Sanctions freeze ExxonMobil’s Arctic drilling operations

ExxonMobil has confirmed it will stop its drilling operations in the Kara Sea, offshore Russia, to comply with the sanctions imposed against Russia by the U.S. Treasury Department.

Sanctions freeze ExxonMobil's Arctic drilling operations
The West Alpha rig drill bit

According to a press release issued Friday, ExxonMobil said it has been granted a licence by the Treasury Department to safely and responsibly wind down the operations related to the University-1 well that the company is jointly working on with Rosneft.

“The license recognizes the need to protect the safety of the individuals involved in these operations as well as the risk to the environment. All activities related to the wind down will proceed as safely and expeditiously as possible,” ExxonMobil said in a statement.

U.S. Treasury on September 12, 2014, imposed sanctions that prohibit the exportation of goods, services, or technology in support of exploration or production for Russian deepwater, Arctic offshore, or shale projects that have the potential to produce oil, to five Russian energy companies – Gazprom, Gazprom Neft, Lukoil, Surgutneftegas, and Rosneft – involved in these types of projects.

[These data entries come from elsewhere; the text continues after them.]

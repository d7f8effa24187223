//! # Model
//!
//! A software memory hierarchy that charges a fixed penalty per access, used to run the whole
//! instrument deterministically. Caches keep lines per set in FIFO order: a hit does not refresh
//! a line, a miss inserts it and evicts the oldest line of the set once all ways are taken. A
//! cache with a single set is fully associative.
//!
//! [`ModelProbe`] walks real chains in a small arena and charges every visited offset to a
//! freshly built model instead of timing the walk.

use crate::Error;
use crate::arena::Arena;
use crate::chain::{Chain, ChainBuilder, ChainSpec, NULL_SENTINEL};
use crate::probe::{LatencyProbe, Normalization};
use std::collections::{HashSet, VecDeque};

/// One level of a simulated memory hierarchy.
pub trait MemoryModel {
    /// Charges one access to byte offset `addr`.
    fn access(&mut self, addr: u64);

    /// Penalty accumulated by this level and every level below it.
    fn total_penalty(&self) -> u64;
}

impl<M: MemoryModel + ?Sized> MemoryModel for Box<M> {
    fn access(&mut self, addr: u64) {
        (**self).access(addr)
    }

    fn total_penalty(&self) -> u64 {
        (**self).total_penalty()
    }
}

/// Main memory: every access costs the same.
#[derive(Debug, Clone)]
pub struct RamModel {
    access_penalty: u64,
    total_penalty: u64,
}

impl RamModel {
    pub fn new(access_penalty: u64) -> Self {
        RamModel {
            access_penalty,
            total_penalty: 0,
        }
    }
}

impl MemoryModel for RamModel {
    fn access(&mut self, _addr: u64) {
        self.total_penalty += self.access_penalty;
    }

    fn total_penalty(&self) -> u64 {
        self.total_penalty
    }
}

/// A set-associative cache with FIFO replacement in front of `next`.
#[derive(Debug, Clone)]
pub struct CacheModel<N> {
    line_size: u64,
    ways: usize,
    hit_penalty: u64,
    sets: Vec<VecDeque<u64>>,
    resident: HashSet<u64>,
    total_penalty: u64,
    next: N,
}

impl<N: MemoryModel> CacheModel<N> {
    pub fn new(line_size: u64, set_count: usize, ways: usize, hit_penalty: u64, next: N) -> Self {
        assert!(line_size > 0 && set_count > 0 && ways > 0, "empty cache model");
        CacheModel {
            line_size,
            ways,
            hit_penalty,
            sets: vec![VecDeque::with_capacity(ways); set_count],
            resident: HashSet::new(),
            total_penalty: 0,
            next,
        }
    }

    /// Capacity in bytes.
    pub fn capacity(&self) -> u64 {
        self.line_size * (self.sets.len() * self.ways) as u64
    }
}

impl<N: MemoryModel> MemoryModel for CacheModel<N> {
    fn access(&mut self, addr: u64) {
        let line = addr / self.line_size;
        if self.resident.contains(&line) {
            self.total_penalty += self.hit_penalty;
            return;
        }
        self.next.access(addr);

        let set_count = self.sets.len() as u64;
        let set = &mut self.sets[(line % set_count) as usize];
        if set.len() == self.ways {
            if let Some(evicted) = set.pop_front() {
                self.resident.remove(&evicted);
            }
        }
        set.push_back(line);
        self.resident.insert(line);
    }

    fn total_penalty(&self) -> u64 {
        self.total_penalty + self.next.total_penalty()
    }
}

/// A [`LatencyProbe`] whose samples are model penalties instead of wall-clock time.
pub struct ModelProbe<F> {
    arena: Arena,
    builder: ChainBuilder,
    make_model: F,
    spec: Option<ChainSpec>,
    fresh: bool,
    accesses: u64,
    normalization: Normalization,
}

impl<F, M> ModelProbe<F>
where
    F: FnMut() -> M,
    M: MemoryModel,
{
    /// `make_model` builds a cold hierarchy for every sample.
    pub fn new(
        arena: Arena,
        seed: u64,
        random_accesses: usize,
        accesses: u64,
        normalization: Normalization,
        make_model: F,
    ) -> Self {
        ModelProbe {
            arena,
            builder: ChainBuilder::new(seed, random_accesses),
            make_model,
            spec: None,
            fresh: false,
            accesses,
            normalization,
        }
    }

    /// Charges a walk of `chain` to `model`, returning the number of loads.
    fn replay(arena: &Arena, chain: &Chain, accesses: u64, model: &mut M) -> Result<u64, Error> {
        let Some(mut slot) = chain.head() else {
            return Ok(0);
        };
        let base = arena.base_addr();
        let mut steps = 0;
        loop {
            if chain.is_cyclic() && steps == accesses {
                break;
            }
            model.access(arena.slot_addr(slot) - base);
            steps += 1;
            let next = arena.get_slot(slot).ok_or(Error::BrokenChain { slot })?;
            if next == NULL_SENTINEL {
                break;
            }
            slot = arena.slot_of(next).ok_or(Error::BrokenChain { slot })?;
        }
        Ok(steps)
    }
}

impl<F, M> LatencyProbe for ModelProbe<F>
where
    F: FnMut() -> M,
    M: MemoryModel,
{
    fn prepare(&mut self, spec: &ChainSpec) -> Result<(), Error> {
        self.builder.build(&mut self.arena, spec)?;
        self.spec = Some(*spec);
        self.fresh = true;
        Ok(())
    }

    fn measure(&mut self) -> Result<f64, Error> {
        let spec = self
            .spec
            .ok_or_else(|| Error::InvalidConfig("measure called before prepare".to_string()))?;
        if spec.policy.is_randomized() && !self.fresh {
            self.builder.build(&mut self.arena, &spec)?;
        }
        self.fresh = false;
        let chain = self
            .builder
            .current()
            .ok_or_else(|| Error::InvalidConfig("no chain materialized".to_string()))?;
        let mut model = (self.make_model)();
        let steps = Self::replay(&self.arena, chain, self.accesses, &mut model)?;
        Ok(self
            .normalization
            .apply(model.total_penalty() as f64, steps))
    }

    fn arena_len(&self) -> usize {
        self.arena.len()
    }
}

#[cfg(test)]
mod tests {
    use super::*;
    use crate::chain::ChainPolicy;

    fn l1() -> CacheModel<RamModel> {
        // 8 sets x 4 ways x 64 B = 2 KiB
        CacheModel::new(64, 8, 4, 1, RamModel::new(1000))
    }

    #[test]
    fn ram_charges_every_access() {
        let mut ram = RamModel::new(7);
        for addr in [0, 8, 0] {
            ram.access(addr);
        }
        assert_eq!(ram.total_penalty(), 21);
    }

    #[test]
    fn same_line_hits_after_first_miss() {
        let mut cache = l1();
        cache.access(0);
        cache.access(8);
        cache.access(63);
        assert_eq!(cache.total_penalty(), 1000 + 1 + 1);
        cache.access(64);
        assert_eq!(cache.total_penalty(), 2000 + 2);
        assert_eq!(cache.capacity(), 2048);
    }

    #[test]
    fn set_conflicts_evict_in_fifo_order() {
        let mut cache = l1();
        // lines 0, 8, 16, 24, 32 all map to set 0
        for line in [0u64, 8, 16, 24] {
            cache.access(line * 64);
        }
        // hitting line 0 does not refresh it
        cache.access(0);
        cache.access(32 * 64);
        let before = cache.total_penalty();
        cache.access(0);
        assert_eq!(cache.total_penalty() - before, 1000);
        // line 8 was second oldest and is gone too after line 0 came back
        let before = cache.total_penalty();
        cache.access(8 * 64);
        assert_eq!(cache.total_penalty() - before, 1000);
    }

    #[test]
    fn fully_associative_cache_thrashes_on_cyclic_overflow() {
        let mut cache = CacheModel::new(64, 1, 4, 1, RamModel::new(100));
        for _ in 0..3 {
            for line in 0..5u64 {
                cache.access(line * 64);
            }
        }
        assert_eq!(cache.total_penalty(), 15 * 100);
    }

    #[test]
    fn model_probe_charges_cyclic_walk() {
        let arena = Arena::new(16 * 1024).unwrap();
        let mut probe = ModelProbe::new(arena, 0, 0, 1000, Normalization::Total, l1);
        // 16 lines at stride 128 touch the 4 even sets with 4 ways each: only cold misses
        probe
            .prepare(&ChainSpec::new(128, 2048, ChainPolicy::SequentialCyclic))
            .unwrap();
        assert_eq!(probe.measure().unwrap(), (16 * 1000 + (1000 - 16)) as f64);

        // 17 lines overflow set 0, whose lines then miss on every lap
        probe
            .prepare(&ChainSpec::new(128, 2176, ChainPolicy::SequentialCyclic))
            .unwrap();
        assert!(probe.measure().unwrap() > 250_000.0);
    }

    #[test]
    fn model_probe_normalizes_terminated_walks() {
        let arena = Arena::new(256 * 1024).unwrap();
        let mut probe = ModelProbe::new(arena, 9, 400, 0, Normalization::PerAccess, l1);
        probe
            .prepare(&ChainSpec::new(32, 256 * 1024, ChainPolicy::RandomizedPaired))
            .unwrap();
        let within_line = probe.measure().unwrap();
        assert!((480.0..=501.0).contains(&within_line), "{}", within_line);

        probe
            .prepare(&ChainSpec::new(64, 256 * 1024, ChainPolicy::RandomizedPaired))
            .unwrap();
        let across_lines = probe.measure().unwrap();
        assert!(across_lines > 950.0, "{}", across_lines);
    }

    #[test]
    fn set_index_wraps_line_number() {
        let mut cache = l1();
        // lines 3 and 11 share set 3, line 4 does not
        for line in [3u64, 11, 4, 3, 11, 4] {
            cache.access(line * 64);
        }
        assert_eq!(cache.total_penalty(), 3 * 1000 + 3);
    }

    #[test]
    fn broken_link_fails_the_sample() {
        let arena = Arena::new(4096).unwrap();
        let mut probe = ModelProbe::new(arena, 0, 0, 100, Normalization::Total, l1);
        probe
            .prepare(&ChainSpec::new(64, 1024, ChainPolicy::SequentialCyclic))
            .unwrap();
        let outside = probe.arena.base_addr() + probe.arena.len() as u64;
        probe.arena.write_slot(8, outside);
        let err = probe.measure().unwrap_err();
        assert!(matches!(err, Error::BrokenChain { slot: 8 }));
    }
}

All U.S. companies have until September 26, 2014 to stop applicable operations in Russia according to the sanctions outlined by the Treasury.

The permission granted by the Treasury to ExxonMobil will probably mean that the company will be able to continue working on the well past the September 26 deadline, meaning that the well has not been plugged yet, as previously reported.

The drilling of the Kara Sea well, using the West Alpha semi-submersible rig, has been described as “the most important event of the year for the global oil and gas industry” by Igor Sechin, Rosneft CEO.

According to Rosneft, which has quoted ‘experts’, the volume of the Kara Sea oil province resources exceeds the oil and gas resources of the Gulf of Mexico, the Brazilian shelf, the shelf of Alaska and Canada, and it is comparable to the resource base of Saudi Arabia.

Greenpeace delighted

Responding to the news, the head of Greenpeace International’s Arctic oil campaign, Ben Ayliffe, said:

“This is great news for the Arctic but a major blow for Exxon’s shareholders. It’s also a clear example of the risks involved in working with Russian firms to drill for oil in the offshore Arctic. Even before the sanctions it was clear that the Russian Arctic was a risky place to do business, with a lax safety culture and an unreliable regulatory regime.

“Other oil companies must surely be looking at Exxon’s $600m gamble and wondering whether their own partnerships are worth the risk. The Russian Arctic poses unique technical and environmental challenges at the best of times, but especially in a period of major geopolitical tension. It’s time for international oil companies to reconsider these joint ventures and turn away from the Russian Arctic.”